Single by Purple Ribbon All-Stars featuring Big Boi, Killer Mike, BlackOwned C-Bone and Rock D.

from the album Got Purp? Vol 2
- Released: January 6, 2006
- Recorded: 2005
- Genre: Crunk
- Length: 4:32 (Album Version) 4:02 (Radio Edit)
- Label: Purple Ribbon
- Songwriters: Antwan Patton; Michael Render; Cory Andrews; Kristopher P. Bailey; Nsilo Reddick; Nicholas Sherwood;
- Producer: The Beat Bullies

Purple Ribbon All-Stars singles chronology
|  | "Kryptonite (I'm on It)" (2006) | "Body Rock" (2006) |

= Kryptonite (I'm on It) =

2006 song

"Kryptonite (I'm on It)" is a posse cut song by American Southern hip hop collective Purple Ribbon All-Stars. It was released on January 6, 2006 via Purple Ribbon/Virgin Records as the lead single from their album Big Boi Presents... Got Purp? Vol 2. Written and performed by members Big Boi, Killer Mike, BlackOwned C-Bone and Rock D, it was produced by The Beat Bullies.

The single peaked at number 35 on the Billboard Hot 100 and number 8 on the Hot R&B/Hip-Hop Songs in the United States. It was certified Gold by the Recording Industry Association of America on March 9, 2023.
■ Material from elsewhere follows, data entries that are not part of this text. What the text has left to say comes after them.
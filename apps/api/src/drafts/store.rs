//! CRUD over the `challenge_drafts` table. Updates are partial — omitted
//! fields stay untouched — and `updated_at` is refreshed on every update.
//! Concurrent saves are last-write-wins; there is no version check.

use anyhow::Result;
use sqlx::PgPool;
use tracing::info;
use uuid::Uuid;

use crate::models::draft::{ChallengeDraftRow, RequirementEntry};
use crate::sections::{parse_sections, SECTION_HEADERS};
use crate::techstack::config::TechStackConfig;

/// Fields for a freshly generated draft.
pub struct NewDraft {
    pub company_id: Uuid,
    pub engineer_id: Uuid,
    pub github_url: Option<String>,
    pub industry: String,
    pub name: String,
    pub challenge_description: String,
    pub difficulty: String,
    pub challenge_type: String,
    pub requirements: Vec<RequirementEntry>,
}

/// Partial update. `None` leaves the column unchanged.
#[derive(Debug, Default)]
pub struct DraftUpdate {
    pub challenge_description: Option<String>,
    pub challenge_problem_overview: Option<String>,
    pub challenge_problem_statement: Option<String>,
    pub name: Option<String>,
    pub difficulty: Option<String>,
}

/// Derives the persisted requirements list from the inferred tech stack.
pub fn requirements_from_config(config: &TechStackConfig) -> Vec<RequirementEntry> {
    config
        .primary_stack
        .iter()
        .map(|tech| RequirementEntry {
            id: Uuid::new_v4(),
            name: tech.clone(),
            description: format!("Demonstrated proficiency with {tech}"),
        })
        .collect()
}

/// Inserts a draft with status `draft` and returns its generated id. The
/// problem overview and statement columns are filled from the document's
/// first two sections at insert time.
pub async fn create_draft(pool: &PgPool, draft: NewDraft) -> Result<Uuid> {
    let id = Uuid::new_v4();
    let sections = parse_sections(&draft.challenge_description);
    let overview = sections.get(SECTION_HEADERS[0]).map(str::to_string);
    let statement = sections.get(SECTION_HEADERS[1]).map(str::to_string);
    let requirements = serde_json::to_value(&draft.requirements)?;

    sqlx::query(
        r#"
        INSERT INTO challenge_drafts
            (id, company_id, engineer_id, github_url, industry, name,
             challenge_description, challenge_problem_overview,
             challenge_problem_statement, difficulty, challenge_type,
             status, requirements, candidates)
        VALUES ($1, $2, $3, $4, $5, $6, $7, $8, $9, $10, $11, 'draft', $12, '[]'::jsonb)
        "#,
    )
    .bind(id)
    .bind(draft.company_id)
    .bind(draft.engineer_id)
    .bind(&draft.github_url)
    .bind(&draft.industry)
    .bind(&draft.name)
    .bind(&draft.challenge_description)
    .bind(&overview)
    .bind(&statement)
    .bind(&draft.difficulty)
    .bind(&draft.challenge_type)
    .bind(&requirements)
    .execute(pool)
    .await?;

    info!("Created challenge draft {id} for company {}", draft.company_id);
    Ok(id)
}

/// Zero-or-one lookup. `None` means the draft does not exist — callers map
/// this to a not-found response, distinct from a database error.
pub async fn get_draft(pool: &PgPool, id: Uuid) -> Result<Option<ChallengeDraftRow>, sqlx::Error> {
    sqlx::query_as::<_, ChallengeDraftRow>("SELECT * FROM challenge_drafts WHERE id = $1")
        .bind(id)
        .fetch_optional(pool)
        .await
}

pub async fn list_drafts(
    pool: &PgPool,
    company_id: Option<Uuid>,
) -> Result<Vec<ChallengeDraftRow>, sqlx::Error> {
    match company_id {
        Some(company_id) => {
            sqlx::query_as::<_, ChallengeDraftRow>(
                "SELECT * FROM challenge_drafts WHERE company_id = $1 ORDER BY updated_at DESC",
            )
            .bind(company_id)
            .fetch_all(pool)
            .await
        }
        None => {
            sqlx::query_as::<_, ChallengeDraftRow>(
                "SELECT * FROM challenge_drafts ORDER BY updated_at DESC",
            )
            .fetch_all(pool)
            .await
        }
    }
}

/// Applies a partial update. Returns false when the draft does not exist.
/// `updated_at` is always refreshed, even for a no-op update.
pub async fn update_draft(pool: &PgPool, id: Uuid, update: DraftUpdate) -> Result<bool, sqlx::Error> {
    let result = sqlx::query(
        r#"
        UPDATE challenge_drafts SET
            challenge_description = COALESCE($2, challenge_description),
            challenge_problem_overview = COALESCE($3, challenge_problem_overview),
            challenge_problem_statement = COALESCE($4, challenge_problem_statement),
            name = COALESCE($5, name),
            difficulty = COALESCE($6, difficulty),
            updated_at = NOW()
        WHERE id = $1
        "#,
    )
    .bind(id)
    .bind(&update.challenge_description)
    .bind(&update.challenge_problem_overview)
    .bind(&update.challenge_problem_statement)
    .bind(&update.name)
    .bind(&update.difficulty)
    .execute(pool)
    .await?;

    Ok(result.rows_affected() > 0)
}

/// Deletes a draft. Deletion is always an explicit user action.
pub async fn delete_draft(pool: &PgPool, id: Uuid) -> Result<bool, sqlx::Error> {
    let result = sqlx::query("DELETE FROM challenge_drafts WHERE id = $1")
        .bind(id)
        .execute(pool)
        .await?;
    Ok(result.rows_affected() > 0)
}

#[cfg(test)]
mod tests {
    use super::*;

    #[test]
    fn test_requirements_derived_from_primary_stack() {
        let config = TechStackConfig {
            primary_stack: vec!["Rust".to_string(), "PostgreSQL".to_string()],
            ..Default::default()
        };
        let requirements = requirements_from_config(&config);
        assert_eq!(requirements.len(), 2);
        assert_eq!(requirements[0].name, "Rust");
        assert!(requirements[0].description.contains("Rust"));
        assert_ne!(requirements[0].id, requirements[1].id);
    }

    #[test]
    fn test_empty_stack_yields_no_requirements() {
        assert!(requirements_from_config(&TechStackConfig::default()).is_empty());
    }

    #[test]
    fn test_default_update_changes_nothing_but_timestamp() {
        let update = DraftUpdate::default();
        assert!(update.challenge_description.is_none());
        assert!(update.name.is_none());
        assert!(update.difficulty.is_none());
    }
}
An official remix was made, which features Big Boi, Killer Mike, Busta Rhymes, Lil' Wayne, Bubba Sparxxx and Remy Ma. It was covered by rock band Emanuel for 2008 compilation album Punk Goes Crunk.

==Track listing==

| No. | Title | Length |
|---|---|---|
| 1. | "Kryptonite (I'm On It)" (Radio Edit) | 4:02 |
| 2. | "Kryptonite (I'm On It)" (Instrumental) | 4:35 |
| 3. | "Kryptonite (I'm On It)" (Album Version) | 4:19 |
| 4. | "Kryptonite (I'm On It)" (Acapella Explicit) | 4:34 |
| Total length: |  | 17:30 |

==Charts==

===Weekly charts===

| Chart (2006) | Peak position |
|---|---|
| US Billboard Hot 100 | 35 |
| US Hot R&B/Hip-Hop Songs (Billboard) | 8 |
| US Rhythmic (Billboard) | 27 |

===Year-end charts===

| Chart (2006) | Position |
|---|---|
| US Hot R&B/Hip-Hop Songs (Billboard) | 45 |

==Certifications==

| Region | Certification | Certified units/sales |
| United States (RIAA) | Gold | 500,000^{‡} |
^{‡} Sales+streaming figures based on certification alone.